Yee Y., Fernandes DJ., French L., Ellegood J., Cahill LS., Vousden DA., Spencer Noakes L., Scholz J., van Eede MC., Nieman BJ., Sled JG., Lerch JP.
An organizational pattern seen in the brain, termed structural covariance, is the statistical association of pairs of brain regions in their anatomical properties. These associations, measured across a population as covariances or correlations usually in cortical thickness or volume, are thought to reflect genetic and environmental underpinnings. Here, we examine the biological basis of structural volume covariance in the mouse brain. We first examined large scale associations between brain region volumes using an atlas-based approach that parcellated the entire mouse brain into 318 regions over which correlations in volume were assessed, for volumes obtained from 153 mouse brain images via high-resolution MRI. We then used a seed-based approach and determined, for 108 different seed regions across the brain and using mouse gene expression and connectivity data from the Allen Institute for Brain Science, the variation in structural covariance data that could be explained by distance to seed, transcriptomic similarity to seed, and connectivity to seed.
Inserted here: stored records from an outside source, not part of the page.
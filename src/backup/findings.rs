//! Ordered mismatch records for backup verification.
//!
//! A comparison pass appends findings as it walks the left and right
//! inputs; the assertion/report step consumes the whole sequence. Append
//! order is report order: no dedup, no sort. Single writer per pass.

use std::fmt;

use serde::Serialize;

/// Identifies one compared entity instance by model name and the ordinal
/// position it appeared at in the input.
#[derive(Debug, Clone, PartialEq, Eq, Serialize)]
pub struct InstanceID {
    pub model: String,
    pub ordinal: Option<usize>,
}

impl InstanceID {
    pub fn new(model: impl Into<String>, ordinal: Option<usize>) -> Self {
        Self {
            model: model.into(),
            ordinal,
        }
    }

    pub fn pretty(&self) -> String {
        match self.ordinal {
            Some(ordinal) => format!("InstanceID(model: {:?}, ordinal: {ordinal})", self.model),
            None => format!("InstanceID(model: {:?})", self.model),
        }
    }
}

#[derive(Debug, Clone, Copy, PartialEq, Eq, Serialize)]
pub enum FindingKind {
    /// Primary keys did not appear in ascending order, or repeated.
    UnorderedInput,
    /// Left and right had different instance counts for a model.
    UnequalCounts,
    /// Scrubbed JSON of two instances was not byte-for-byte equal.
    UnequalJson,
    /// Two datetime fields were not equal.
    DatetimeInequality,
    /// A datetime field to compare was missing or null.
    DatetimeMissing,
    /// The right side's date_updated was not newer than the left's.
    DateUpdatedNotMonotonic,
    /// An obfuscated field (email, hash) failed equality.
    ObfuscatedMismatch,
    /// An obfuscated field to compare was missing or null.
    ObfuscatedMissing,
}

impl fmt::Display for FindingKind {
    fn fmt(&self, f: &mut fmt::Formatter<'_>) -> fmt::Result {
        write!(f, "{:?}", self)
    }
}

/// One immutable record of a left/right mismatch.
#[derive(Debug, Clone, PartialEq, Eq, Serialize)]
pub struct Finding {
    pub kind: FindingKind,
    pub on: InstanceID,
    pub left_pk: Option<i64>,
    pub right_pk: Option<i64>,
    pub reason: String,
}

impl Finding {
    pub fn pretty(&self) -> String {
        let mut out = format!("Finding(\n\tkind: {},\n\ton: {}", self.kind, self.on.pretty());
        if let Some(left_pk) = self.left_pk {
            out.push_str(&format!(",\n\tleft_pk: {left_pk}"));
        }
        if let Some(right_pk) = self.right_pk {
            out.push_str(&format!(",\n\tright_pk: {right_pk}"));
        }
        if !self.reason.is_empty() {
            out.push_str(&format!(",\n\treason: {}", self.reason));
        }
        out.push_str("\n)");
        out
    }
}

/// Append-only sequence of findings, pretty-printable for asserts.
#[derive(Debug, Default, Clone, PartialEq, Eq, Serialize)]
pub struct Findings(Vec<Finding>);

impl Findings {
    pub fn new() -> Self {
        Self::default()
    }

    pub fn append(&mut self, finding: Finding) {
        self.0.push(finding);
    }

    pub fn extend(&mut self, findings: impl IntoIterator<Item = Finding>) {
        self.0.extend(findings);
    }

    pub fn is_empty(&self) -> bool {
        self.0.is_empty()
    }

    pub fn len(&self) -> usize {
        self.0.len()
    }

    pub fn iter(&self) -> impl Iterator<Item = &Finding> {
        self.0.iter()
    }

    pub fn pretty(&self) -> String {
        self.0
            .iter()
            .map(Finding::pretty)
            .collect::<Vec<_>>()
            .join("\n")
    }
}

impl IntoIterator for Findings {
    type Item = Finding;
    type IntoIter = std::vec::IntoIter<Finding>;

    fn into_iter(self) -> Self::IntoIter {
        self.0.into_iter()
    }
}

#[cfg(test)]
mod tests {
    use super::*;

    fn finding(kind: FindingKind, ordinal: usize) -> Finding {
        Finding {
            kind,
            on: InstanceID::new("monitors.monitor", Some(ordinal)),
            left_pk: Some(ordinal as i64),
            right_pk: None,
            reason: format!("mismatch at ordinal {ordinal}"),
        }
    }

    #[test]
    fn test_empty_and_append() {
        let mut findings = Findings::new();
        assert!(findings.is_empty());

        findings.append(finding(FindingKind::UnequalCounts, 1));
        assert!(!findings.is_empty());
        assert_eq!(findings.len(), 1);
    }

    #[test]
    fn test_extend_preserves_append_order() {
        let mut findings = Findings::new();
        findings.append(finding(FindingKind::UnorderedInput, 1));
        findings.extend([
            finding(FindingKind::UnequalJson, 2),
            finding(FindingKind::DatetimeInequality, 3),
        ]);

        let kinds: Vec<FindingKind> = findings.iter().map(|f| f.kind).collect();
        assert_eq!(
            kinds,
            vec![
                FindingKind::UnorderedInput,
                FindingKind::UnequalJson,
                FindingKind::DatetimeInequality,
            ]
        );
    }

    #[test]
    fn test_pretty_rendering() {
        let mut findings = Findings::new();
        findings.append(Finding {
            kind: FindingKind::DateUpdatedNotMonotonic,
            on: InstanceID::new("monitors.checkin", Some(4)),
            left_pk: Some(10),
            right_pk: Some(11),
            reason: "right side is older".to_string(),
        });

        let rendered = findings.pretty();
        assert!(rendered.contains("kind: DateUpdatedNotMonotonic"));
        assert!(rendered.contains("ordinal: 4"));
        assert!(rendered.contains("left_pk: 10"));
        assert!(rendered.contains("right_pk: 11"));
        assert!(rendered.contains("reason: right side is older"));
    }

    #[test]
    fn test_pretty_omits_absent_fields() {
        let mut findings = Findings::new();
        findings.append(Finding {
            kind: FindingKind::UnequalCounts,
            on: InstanceID::new("monitors.monitor", None),
            left_pk: None,
            right_pk: None,
            reason: String::new(),
        });

        let rendered = findings.pretty();
        assert!(!rendered.contains("left_pk"));
        assert!(!rendered.contains("right_pk"));
        assert!(!rendered.contains("reason"));
        assert!(!rendered.contains("ordinal"));
    }
}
We found that overall, correlations in structure volumes hierarchically clustered into distinct anatomical systems, similar to findings from other studies and similar to other types of networks in the brain, including structural connectivity and transcriptomic similarity networks. Across seeds, this structural covariance was significantly explained by distance (17% of the variation, up to a maximum of 49% for structural covariance to the visceral area of the cortex), transcriptomic similarity (13% of the variation, up to maximum of 28% for structural covariance to the primary visual area) and connectivity (15% of the variation, up to a maximum of 36% for structural covariance to the intermediate reticular nucleus in the medulla) of covarying structures. Together, distance, connectivity, and transcriptomic similarity explained 37% of structural covariance, up to a maximum of 63% for structural covariance to the visceral area. Additionally, this pattern of explained variation differed spatially across the brain, with transcriptomic similarity playing a larger role in the cortex than subcortex, while connectivity explains structural covariance best in parts of the cortex, midbrain, and hindbrain. These results suggest that both gene expression and connectivity underlie structural volume covariance, albeit to different extents depending on brain region, and this relationship is modulated by distance.